- [Problem statement]
Word for word, restate the lines of the data from the first through the one containing "use std::str::FromStr;", and nothing else.
Exercise inputs Start Marker
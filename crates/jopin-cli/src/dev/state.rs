//! Shared state of the browser refresh channel.
//!
//! Tracks connected sessions and the wait-for-ready flag using parking_lot
//! locks. Every mutation is a single short critical section; nothing is held
//! across an await point.

use parking_lot::RwLock;
use std::collections::HashMap;
use std::str::FromStr;
use std::sync::Arc;
use std::time::Duration;
use tokio::sync::mpsc;
use tokio::sync::mpsc::error::TrySendError;
use tokio::task::JoinHandle;

/// Frame sent to every session when browsers should reload.
pub const REFRESH_FRAME: &str = "browser-refresh-asked";

/// Outbound frames buffered per session.
const SESSION_BUFFER: usize = 32;

/// Identifier of a connected session.
pub type SessionId = usize;

/// Inbound control frames.
#[derive(Debug, Clone, Copy, PartialEq, Eq)]
pub enum ChannelMessage {
    /// The server will announce readiness itself; skip the automatic refresh
    MustWaitServerReady,
    /// Reload every connected browser now
    AskRefreshingBrowser,
    /// The server finished starting; reload every connected browser
    DeclareServerReady,
}

/// Error for frames outside the protocol.
#[derive(Debug, Clone, PartialEq, Eq)]
pub struct UnknownMessage(pub String);

impl FromStr for ChannelMessage {
    type Err = UnknownMessage;

    fn from_str(s: &str) -> Result<Self, Self::Err> {
        match s.trim() {
            "mustWaitServerReady" => Ok(ChannelMessage::MustWaitServerReady),
            "askRefreshingBrowser" => Ok(ChannelMessage::AskRefreshingBrowser),
            "declareServerReady" => Ok(ChannelMessage::DeclareServerReady),
            other => Err(UnknownMessage(other.to_string())),
        }
    }
}

#[derive(Debug, Default)]
struct ReadyFlag {
    must_wait: bool,
    /// Session that last set the flag
    owner: Option<SessionId>,
}

/// Session registry for the refresh channel.
#[derive(Debug, Default)]
pub struct RefreshHub {
    sessions: RwLock<HashMap<SessionId, mpsc::Sender<String>>>,
    next_session_id: RwLock<SessionId>,
    ready: RwLock<ReadyFlag>,
}

impl RefreshHub {
    pub fn new() -> Self {
        Self::default()
    }

    /// Register a new session.
    ///
    /// # Returns
    ///
    /// Session ID and receiver for outbound frames
    pub fn register(&self) -> (SessionId, mpsc::Receiver<String>) {
        let id = {
            let mut next_id = self.next_session_id.write();
            let id = *next_id;
            *next_id += 1;
            id
        };

        let (tx, rx) = mpsc::channel(SESSION_BUFFER);
        self.sessions.write().insert(id, tx);
        tracing::debug!("refresh session {} connected", id);

        (id, rx)
    }

    /// Forget a session. Clears the wait-for-ready flag when this session set it.
    pub fn unregister(&self, id: SessionId) {
        self.sessions.write().remove(&id);

        let mut ready = self.ready.write();
        if ready.owner == Some(id) {
            ready.must_wait = false;
            ready.owner = None;
        }
        tracing::debug!("refresh session {} disconnected", id);
    }

    /// Apply an inbound frame from `session`.
    pub fn handle_message(&self, session: SessionId, message: ChannelMessage) {
        match message {
            ChannelMessage::MustWaitServerReady => {
                let mut ready = self.ready.write();
                ready.must_wait = true;
                ready.owner = Some(session);
            }
            ChannelMessage::AskRefreshingBrowser | ChannelMessage::DeclareServerReady => {
                self.broadcast_refresh();
            }
        }
    }

    /// Send [`REFRESH_FRAME`] to every connected session.
    ///
    /// Sessions whose connection is gone are dropped.
    pub fn broadcast_refresh(&self) {
        let sessions = self.sessions.read().clone();
        let mut closed = Vec::new();

        for (id, tx) in sessions {
            match tx.try_send(REFRESH_FRAME.to_string()) {
                Ok(()) => {}
                Err(TrySendError::Full(_)) => {
                    tracing::debug!("refresh session {} is not reading, frame dropped", id);
                }
                Err(TrySendError::Closed(_)) => closed.push(id),
            }
        }

        for id in closed {
            self.unregister(id);
        }
    }

    /// Whether a session promised to announce readiness itself.
    pub fn must_wait_ready(&self) -> bool {
        self.ready.read().must_wait
    }

    pub fn session_count(&self) -> usize {
        self.sessions.read().len()
    }

    /// Post-spawn hook: schedule the automatic refresh unless a session
    /// promised to announce readiness.
    pub fn on_child_spawned(self: &Arc<Self>, delay: Duration) -> Option<JoinHandle<()>> {
        if self.must_wait_ready() {
            tracing::debug!("waiting for the server to declare itself ready");
            return None;
        }

        let hub = Arc::clone(self);
        Some(tokio::spawn(async move {
            tokio::time::sleep(delay).await;
            hub.broadcast_refresh();
        }))
    }
}

#[cfg(test)]
mod tests {
    use super::*;

    #[test]
    fn test_parse_messages() {
        assert_eq!(
            "mustWaitServerReady".parse::<ChannelMessage>(),
            Ok(ChannelMessage::MustWaitServerReady)
        );
        assert_eq!(
            "askRefreshingBrowser\n".parse::<ChannelMessage>(),
            Ok(ChannelMessage::AskRefreshingBrowser)
        );
        assert_eq!(
            "declareServerReady".parse::<ChannelMessage>(),
            Ok(ChannelMessage::DeclareServerReady)
        );
        assert_eq!(
            "reload".parse::<ChannelMessage>(),
            Err(UnknownMessage("reload".to_string()))
        );
    }

    #[test]
    fn test_session_registration() {
        let hub = RefreshHub::new();

        let (id1, _rx1) = hub.register();
        let (id2, _rx2) = hub.register();
        assert_ne!(id1, id2);
        assert_eq!(hub.session_count(), 2);

        hub.unregister(id1);
        assert_eq!(hub.session_count(), 1);
    }

    #[test]
    fn test_ready_messages_broadcast_to_all() {
        let hub = RefreshHub::new();
        let (id1, mut rx1) = hub.register();
        let (_id2, mut rx2) = hub.register();

        hub.handle_message(id1, ChannelMessage::DeclareServerReady);
        assert_eq!(rx1.try_recv().unwrap(), REFRESH_FRAME);
        assert_eq!(rx2.try_recv().unwrap(), REFRESH_FRAME);

        hub.handle_message(id1, ChannelMessage::AskRefreshingBrowser);
        assert_eq!(rx1.try_recv().unwrap(), REFRESH_FRAME);
        assert_eq!(rx2.try_recv().unwrap(), REFRESH_FRAME);
    }

    #[test]
    fn test_closed_sessions_are_pruned() {
        let hub = RefreshHub::new();
        let (_id1, rx1) = hub.register();
        let (_id2, _rx2) = hub.register();

        drop(rx1);
        hub.broadcast_refresh();
        assert_eq!(hub.session_count(), 1);
    }

    #[test]
    fn test_flag_cleared_when_owner_leaves() {
        let hub = RefreshHub::new();
        let (page, _rx1) = hub.register();
        let (other, _rx2) = hub.register();

        hub.handle_message(page, ChannelMessage::MustWaitServerReady);
        assert!(hub.must_wait_ready());

        hub.unregister(other);
        assert!(hub.must_wait_ready());

        hub.unregister(page);
        assert!(!hub.must_wait_ready());
    }

    #[test]
    fn test_flag_last_writer_wins() {
        let hub = RefreshHub::new();
        let (first, _rx1) = hub.register();
        let (second, _rx2) = hub.register();

        hub.handle_message(first, ChannelMessage::MustWaitServerReady);
        hub.handle_message(second, ChannelMessage::MustWaitServerReady);

        // The first session no longer owns the flag
        hub.unregister(first);
        assert!(hub.must_wait_ready());
        hub.unregister(second);
        assert!(!hub.must_wait_ready());
    }

    #[tokio::test(start_paused = true)]
    async fn test_spawn_without_wait_refreshes_once_after_delay() {
        let hub = Arc::new(RefreshHub::new());
        let (_id, mut rx) = hub.register();

        let task = hub.on_child_spawned(Duration::from_millis(100)).unwrap();

        tokio::time::sleep(Duration::from_millis(50)).await;
        assert!(rx.try_recv().is_err());

        task.await.unwrap();
        assert_eq!(rx.try_recv().unwrap(), REFRESH_FRAME);
        assert!(rx.try_recv().is_err());
    }

    #[tokio::test(start_paused = true)]
    async fn test_spawn_with_wait_does_not_refresh() {
        let hub = Arc::new(RefreshHub::new());
        let (id, mut rx) = hub.register();

        hub.handle_message(id, ChannelMessage::MustWaitServerReady);
        assert!(hub.on_child_spawned(Duration::from_millis(100)).is_none());

        tokio::time::sleep(Duration::from_secs(1)).await;
        assert!(rx.try_recv().is_err());
    }
}
//! Child process handle.
//!
//! A [`ManagedProcess`] is owned by the supervisor. The OS child itself lives
//! in a monitor task which applies termination requests and reports the exit
//! back as a [`SupervisorEvent`] tagged with the [`ProcessId`] it was spawned
//! under, so events from superseded children can be told apart by identity.

use crate::config::SupervisorConfig;
use crate::dev::SupervisorEvent;
use crate::error::{CliError, Result};
use std::collections::BTreeMap;
use std::fmt;
use std::path::{Path, PathBuf};
use std::process::{ExitStatus, Stdio};
use std::time::Instant;
use tokio::process::{Child, Command};
use tokio::sync::mpsc;

/// Identity of one spawned child. Never reused within a run.
#[derive(Debug, Clone, Copy, PartialEq, Eq, Hash, PartialOrd, Ord)]
pub struct ProcessId(pub u64);

impl fmt::Display for ProcessId {
    fn fmt(&self, f: &mut fmt::Formatter<'_>) -> fmt::Result {
        write!(f, "#{}", self.0)
    }
}

/// How a child should be stopped.
#[derive(Debug, Clone, Copy, PartialEq, Eq)]
pub enum Termination {
    /// Ask politely (SIGTERM on Unix)
    Graceful,
    /// Kill unconditionally
    Hard,
}

/// How a child ended.
#[derive(Debug, Clone, Copy, PartialEq, Eq)]
pub enum ExitOutcome {
    /// Normal exit with a status code
    Code(i32),
    /// Killed by a signal
    Signal(i32),
}

impl ExitOutcome {
    /// Convert an OS exit status.
    pub fn from_status(status: ExitStatus) -> Self {
        #[cfg(unix)]
        {
            use std::os::unix::process::ExitStatusExt;
            if let Some(signal) = status.signal() {
                return ExitOutcome::Signal(signal);
            }
        }

        ExitOutcome::Code(status.code().unwrap_or(1))
    }
}

impl fmt::Display for ExitOutcome {
    fn fmt(&self, f: &mut fmt::Formatter<'_>) -> fmt::Result {
        match self {
            ExitOutcome::Code(code) => write!(f, "exit code {}", code),
            ExitOutcome::Signal(signal) => write!(f, "signal {}", signal),
        }
    }
}

/// Fully resolved command line for one spawn.
#[derive(Debug, Clone, PartialEq, Eq)]
pub struct ChildCommand {
    pub program: String,
    pub args: Vec<String>,
    pub env: BTreeMap<String, String>,
    pub cwd: PathBuf,
}

impl ChildCommand {
    /// Build the command for `config`, going through a shell for script
    /// launchers (`.cmd`, `.bat`, `.sh`).
    pub fn from_config(config: &SupervisorConfig) -> Self {
        let (program, args) = match script_kind(&config.command) {
            Some(ScriptKind::Batch) => (
                "cmd".to_string(),
                vec![
                    "/C".to_string(),
                    join_command_line(&config.command, &config.arguments, quote_batch),
                ],
            ),
            Some(ScriptKind::Posix) => (
                "sh".to_string(),
                vec![
                    "-c".to_string(),
                    join_command_line(&config.command, &config.arguments, quote_posix),
                ],
            ),
            None => (config.command.clone(), config.arguments.clone()),
        };

        Self {
            program,
            args,
            env: config.environment.clone(),
            cwd: config.cwd.clone(),
        }
    }

    /// Human readable form for logs.
    pub fn display(&self) -> String {
        std::iter::once(self.program.as_str())
            .chain(self.args.iter().map(String::as_str))
            .collect::<Vec<_>>()
            .join(" ")
    }
}

#[derive(Debug, Clone, Copy, PartialEq, Eq)]
enum ScriptKind {
    Batch,
    Posix,
}

fn script_kind(command: &str) -> Option<ScriptKind> {
    let ext = Path::new(command)
        .extension()
        .and_then(|e| e.to_str())
        .map(str::to_ascii_lowercase)?;

    match ext.as_str() {
        "cmd" | "bat" => Some(ScriptKind::Batch),
        "sh" => Some(ScriptKind::Posix),
        _ => None,
    }
}

fn join_command_line(command: &str, args: &[String], quote: fn(&str) -> String) -> String {
    std::iter::once(command)
        .chain(args.iter().map(String::as_str))
        .map(quote)
        .collect::<Vec<_>>()
        .join(" ")
}

fn quote_posix(arg: &str) -> String {
    let plain = !arg.is_empty()
        && arg
            .chars()
            .all(|c| c.is_ascii_alphanumeric() || "-_./=:@%+,".contains(c));
    if plain {
        arg.to_string()
    } else {
        format!("'{}'", arg.replace('\'', r"'\''"))
    }
}

fn quote_batch(arg: &str) -> String {
    if !arg.is_empty() && !arg.contains(|c: char| c.is_whitespace() || c == '"') {
        arg.to_string()
    } else {
        format!("\"{}\"", arg.replace('"', "\"\""))
    }
}

/// The supervisor's view of a spawned child.
#[derive(Debug)]
pub struct ManagedProcess {
    pub id: ProcessId,
    /// OS process id, when the platform reports one
    pub pid: Option<u32>,
    /// A termination request has been sent
    pub killed: bool,
    pub started_at: Instant,
    control: mpsc::UnboundedSender<Termination>,
}

impl ManagedProcess {
    /// Wrap a child whose monitor listens on `control`.
    pub fn new(id: ProcessId, pid: Option<u32>, control: mpsc::UnboundedSender<Termination>) -> Self {
        Self {
            id,
            pid,
            killed: false,
            started_at: Instant::now(),
            control,
        }
    }

    /// Request termination. Idempotent: a child that is already gone is not
    /// an error.
    pub fn terminate(&mut self, how: Termination) {
        self.killed = true;
        let _ = self.control.send(how);
    }

    /// Whether the monitor task is still tracking the OS process.
    pub fn is_alive(&self) -> bool {
        !self.control.is_closed()
    }
}

/// Starts children for the supervisor.
pub trait Launcher {
    /// Spawn `command` as child `id`. Its exit must be reported on `events`
    /// exactly once, as `ProcessExited` or `ProcessFailed`.
    fn launch(
        &self,
        id: ProcessId,
        command: &ChildCommand,
        events: mpsc::UnboundedSender<SupervisorEvent>,
    ) -> Result<ManagedProcess>;
}

/// Launcher backed by real OS processes.
#[derive(Debug, Clone, Copy, Default)]
pub struct ProcessLauncher;

impl Launcher for ProcessLauncher {
    fn launch(
        &self,
        id: ProcessId,
        command: &ChildCommand,
        events: mpsc::UnboundedSender<SupervisorEvent>,
    ) -> Result<ManagedProcess> {
        let mut cmd = Command::new(&command.program);
        cmd.args(&command.args)
            .env_clear()
            .envs(&command.env)
            .current_dir(&command.cwd)
            .stdin(Stdio::inherit())
            .stdout(Stdio::inherit())
            .stderr(Stdio::inherit())
            .kill_on_drop(true);

        let child = cmd.spawn().map_err(|source| CliError::Spawn {
            command: command.program.clone(),
            source,
        })?;

        let pid = child.id();
        tracing::debug!("spawned child {} (pid {:?}): {}", id, pid, command.display());

        let (control_tx, control_rx) = mpsc::unbounded_channel();
        tokio::spawn(monitor(id, child, control_rx, events));

        Ok(ManagedProcess::new(id, pid, control_tx))
    }
}

/// Own the child until it exits, applying termination requests meanwhile.
async fn monitor(
    id: ProcessId,
    mut child: Child,
    mut control: mpsc::UnboundedReceiver<Termination>,
    events: mpsc::UnboundedSender<SupervisorEvent>,
) {
    let status = loop {
        tokio::select! {
            status = child.wait() => break status,
            Some(how) = control.recv() => apply_termination(&mut child, how),
        }
    };

    let event = match status {
        Ok(status) => SupervisorEvent::ProcessExited {
            id,
            outcome: ExitOutcome::from_status(status),
        },
        Err(error) => SupervisorEvent::ProcessFailed { id, error },
    };

    let _ = events.send(event);
}

fn apply_termination(child: &mut Child, how: Termination) {
    match how {
        Termination::Graceful => send_graceful(child),
        Termination::Hard => {
            if let Err(e) = child.start_kill() {
                tracing::debug!("hard kill ignored: {}", e);
            }
        }
    }
}

#[cfg(unix)]
fn send_graceful(child: &mut Child) {
    use nix::sys::signal::{Signal, kill};
    use nix::unistd::Pid;

    let Some(pid) = child.id() else {
        return;
    };

    match kill(Pid::from_raw(pid as i32), Signal::SIGTERM) {
        Ok(()) => {}
        Err(nix::errno::Errno::ESRCH) => {}
        Err(e) => tracing::debug!("SIGTERM to {} failed: {}", pid, e),
    }
}

#[cfg(not(unix))]
fn send_graceful(child: &mut Child) {
    let _ = child.start_kill();
}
Exercise inputs End Marker
- [Written answer]
filename crates/jopin-cli/src/dev/state.rs
//! Shared state of the browser refresh channel.
//!
//! Tracks connected sessions and the wait-for-ready flag using parking_lot
//! locks. Every mutation is a single short critical section; nothing is held
//! across an await point.

use parking_lot::RwLock;
use std::collections::HashMap;
use std::str::FromStr;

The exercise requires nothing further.